En las pinturas negras, organizadas desde una paleta de ocres y negros, gobiernan los espacios silenciosos, las superficies sobre las cuales parece no ocurrir nada, pese a ser segmentos elocuentes del relato. De hecho, cada trazo de los tramos en apariencia vacíos rebosa de información visual imprescindible para completar la historia. En esos huecos anidan los secretos y en ellos se desvela la contundencia de lo ausente: el ojo se acerca a las zonas vaciadas y descubre que justo allí despliega Goya —un poco Pollock— la precisión del trazo, lo imprescindible.
De la serie, la obra más elocuente es quizás su pintura Perro semihundido, que Hélène Cixous vio en su primera visita al Prado y de la cual se prendó en un acto de amor a primera vista.

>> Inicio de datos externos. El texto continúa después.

// Copyright 2025 eraflo
//
// Licensed under the Apache License, Version 2.0 (the "License");
// you may not use this file except in compliance with the License.
// You may obtain a copy of the License at
//
//     http://www.apache.org/licenses/LICENSE-2.0
//
// Unless required by applicable law or agreed to in writing, software
// distributed under the License is distributed on an "AS IS" BASIS,
// WITHOUT WARRANTIES OR CONDITIONS OF ANY KIND, either express or implied.
// See the License for the specific language governing permissions and
// limitations under the License.

//! Command packet encoding.
//!
//! A batch is a stream of 32-bit words. Every packet starts with a header word
//! holding the opcode in the top byte and the payload length (in words) in the
//! low 24 bits, followed by the payload itself.

use std::fmt;

/// The largest payload a single packet can carry.
pub const MAX_PAYLOAD_WORDS: usize = 0x00ff_ffff;

const OPCODE_SHIFT: u32 = 24;
const LENGTH_MASK: u32 = 0x00ff_ffff;

/// Identifies the kind of a packet.
#[derive(Debug, Clone, Copy, PartialEq, Eq, Hash)]
#[repr(u8)]
pub enum Opcode {
    /// Padding, carries no payload.
    Noop = 0x00,
    /// State that never changes over the life of a batch.
    Invariant = 0x01,
    /// Vertex format, rasterizer, depth/stencil and blend registers.
    Immediate = 0x02,
    /// Blend color, stencil reference, scissor and viewport.
    Dynamic = 0x03,
    /// Render target description.
    Static = 0x04,
    /// Sampler registers.
    Sampler = 0x05,
    /// Texture map descriptions of the sampler views.
    Map = 0x06,
    /// Fragment program.
    Program = 0x07,
    /// Fragment constants.
    Constants = 0x08,
    /// A run of vertex data referenced by the following `PrimVbuf`.
    VertexData = 0x10,
    /// Draws the preceding vertex run: `[kind, vertex_count, vertex_size]`.
    PrimVbuf = 0x11,
    /// Draws one primitive with inline vertices: `[kind, vertex_size, vertices...]`.
    PrimInline = 0x12,
    /// Clears one attachment.
    Clear = 0x20,
}

impl Opcode {
    /// Decodes an opcode byte.
    pub fn from_u8(value: u8) -> Option<Self> {
        let opcode = match value {
            0x00 => Opcode::Noop,
            0x01 => Opcode::Invariant,
            0x02 => Opcode::Immediate,
            0x03 => Opcode::Dynamic,
            0x04 => Opcode::Static,
            0x05 => Opcode::Sampler,
            0x06 => Opcode::Map,
            0x07 => Opcode::Program,
            0x08 => Opcode::Constants,
            0x10 => Opcode::VertexData,
            0x11 => Opcode::PrimVbuf,
            0x12 => Opcode::PrimInline,
            0x20 => Opcode::Clear,
            _ => return None,
        };
        Some(opcode)
    }

    /// Returns `true` for packets that carry hardware state.
    pub fn is_state(&self) -> bool {
        matches!(
            self,
            Opcode::Invariant
                | Opcode::Immediate
                | Opcode::Dynamic
                | Opcode::Static
                | Opcode::Sampler
                | Opcode::Map
                | Opcode::Program
                | Opcode::Constants
        )
    }
}

/// Builds the header word of a packet.
pub fn header(opcode: Opcode, payload_words: usize) -> u32 {
    debug_assert!(payload_words <= MAX_PAYLOAD_WORDS);
    ((opcode as u32) << OPCODE_SHIFT) | (payload_words as u32 & LENGTH_MASK)
}

/// Splits a header word into its opcode and payload length.
pub fn decode_header(word: u32) -> Option<(Opcode, usize)> {
    let opcode = Opcode::from_u8((word >> OPCODE_SHIFT) as u8)?;
    Some((opcode, (word & LENGTH_MASK) as usize))
}

/// A decoded packet borrowing its payload from the batch.
#[derive(Debug, Clone, Copy, PartialEq, Eq)]
pub struct Packet<'a> {
    /// The packet kind.
    pub opcode: Opcode,
    /// The payload words.
    pub payload: &'a [u32],
}

/// A malformed word stream.
#[derive(Debug, Clone, Copy, PartialEq, Eq)]
pub enum PacketError {
    /// The header at `offset` has an unknown opcode.
    UnknownOpcode {
        /// Word offset of the header.
        offset: usize,
    },
    /// The packet at `offset` claims more payload than the stream holds.
    Truncated {
        /// Word offset of the header.
        offset: usize,
    },
}

impl fmt::Display for PacketError {
    fn fmt(&self, f: &mut fmt::Formatter<'_>) -> fmt::Result {
        match self {
            PacketError::UnknownOpcode { offset } => {
                write!(f, "unknown opcode at word {offset}")
            }
            PacketError::Truncated { offset } => write!(f, "truncated packet at word {offset}"),
        }
    }
}

impl std::error::Error for PacketError {}

/// Iterates over the packets of a word stream.
#[derive(Debug, Clone)]
pub struct PacketReader<'a> {
    words: &'a [u32],
    offset: usize,
}

impl<'a> PacketReader<'a> {
    /// Reads packets from `words`.
    pub fn new(words: &'a [u32]) -> Self {
        Self { words, offset: 0 }
    }
}

impl<'a> Iterator for PacketReader<'a> {
    type Item = Result<Packet<'a>, PacketError>;

    fn next(&mut self) -> Option<Self::Item> {
        let offset = self.offset;
        let word = *self.words.get(offset)?;

        let Some((opcode, len)) = decode_header(word) else {
            self.offset = self.words.len();
            return Some(Err(PacketError::UnknownOpcode { offset }));
        };

        let start = offset + 1;
        let Some(payload) = self.words.get(start..start + len) else {
            self.offset = self.words.len();
            return Some(Err(PacketError::Truncated { offset }));
        };

        self.offset = start + len;
        Some(Ok(Packet { opcode, payload }))
    }
}

/// Reinterprets floats as payload words.
pub fn float_words(values: &[f32]) -> &[u32] {
    bytemuck::cast_slice(values)
}

#[cfg(test)]
mod tests {
    use super::*;

    #[test]
    fn header_round_trips_opcode_and_length() {
        let word = header(Opcode::PrimInline, 11);
        assert_eq!(word >> 24, 0x12);
        assert_eq!(decode_header(word), Some((Opcode::PrimInline, 11)));
    }

    #[test]
    fn reader_walks_consecutive_packets() {
        let mut words = vec![header(Opcode::Invariant, 2), 7, 8];
        words.push(header(Opcode::Noop, 0));
        words.extend([header(Opcode::PrimVbuf, 3), 2, 3, 4]);

        let packets: Vec<_> = PacketReader::new(&words)
            .collect::<Result<_, _>>()
            .expect("well formed");
        assert_eq!(packets.len(), 3);
        assert_eq!(packets[0].payload, &[7, 8]);
        assert_eq!(packets[1].opcode, Opcode::Noop);
        assert_eq!(packets[2].payload, &[2, 3, 4]);
    }

    #[test]
    fn reader_reports_truncation_and_stops() {
        let words = [header(Opcode::Constants, 4), 1, 2];
        let mut reader = PacketReader::new(&words);
        assert_eq!(reader.next(), Some(Err(PacketError::Truncated { offset: 0 })));
        assert_eq!(reader.next(), None);
    }

    #[test]
    fn reader_reports_unknown_opcodes() {
        let words = [0x7f00_0000];
        let mut reader = PacketReader::new(&words);
        assert_eq!(
            reader.next(),
            Some(Err(PacketError::UnknownOpcode { offset: 0 }))
        );
    }

    #[test]
    fn float_words_keep_bit_patterns() {
        let words = float_words(&[1.0, -2.5]);
        assert_eq!(words, &[1.0f32.to_bits(), (-2.5f32).to_bits()]);
    }
}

Para ella, además, esta relación amorosa con una obra crea en quien la siente —igual que en el amor, supongo— un sentimiento de pertenencia: la obra amada parece solo nuestra. En el Perro semihundido los grandes espacios vaciados juegan a anularse y completarse a la vez, y la mirada libre de prejuicios descubre de pronto un imponente Rothko, quebrado por la hendidura de la cabeza indiscreta.
Cuántos artistas han sentido ese golpe de amor frente a Goya… A cada uno le ha regalado un matiz, una lectura, una impresión de enamorado, lo que han sentido muchos artistas actuales, impregnados por el hechizo de las historias y, más aún, por el modo de contarlas a través de huecos; he aquí lo moderno. Incluso cuando la transcripción parece literal —Saturno y las relecturas de Isabel Muñoz, Morimura o Vik Muniz—, se desvela apariencia. El desasosiego moderno, en el cual Goya es maestro, va más allá y se traviste de formas inesperadas: el carnaval en Marcel Dzama; el desplazamiento de significados en Michael Armitage; la decolonialidad en Yinka Shonibare, cuando el durmiente de El sueño de la razón se rodea con telas multicolores “africanas” y establece un lugar para lo silenciado que desvela la mirada atenta: las telas son en realidad una importación al continente. En The Murder of Crows, de Janet Cardiff y George Bures Miller, Goya aparece entre sueños y persigue a la artista como un vicio antiguo, con más fuerza si cabe cuando la covid no permite salir de la realidad y empieza a producir monstruos asfixiantes. Por su parte, Daniel Canogar repiensa a Goya en su primera videoescenografía, realizada en Monsieur Goya, una indagación, de José Sanchis Sinisterra. Las pinturas negras tienen regusto a un tapiz vertiginoso, en el cual los huecos se descomponen en colores. Solo hay huecos.
Sin embargo, es Philippe Parreno quien regresa con más precisión a los espacios de silencio en las pinturas negras en su último trabajo sobre el ciclo, encargo de la Fondation Beyeler con motivo de la muestra del maestro en Basilea. Después de pasar tres noches filmando en el Prado, el artista francés elabora un proyecto inquietante que aspira a mostrar, dice, los espacios entre las pinturas, los que debieron estar y solo se imaginan, tras descartar por obvia la reconstrucción del lugar donde fueron pintadas. A su manera, vuelve a la necesidad vehemente de los huecos para el grabador, ausencias que en Goya plantean el origen de la modernidad: lo que se presiente y no se acaba de ver; lo que aún aprendemos frente a sus pinturas en el Prado.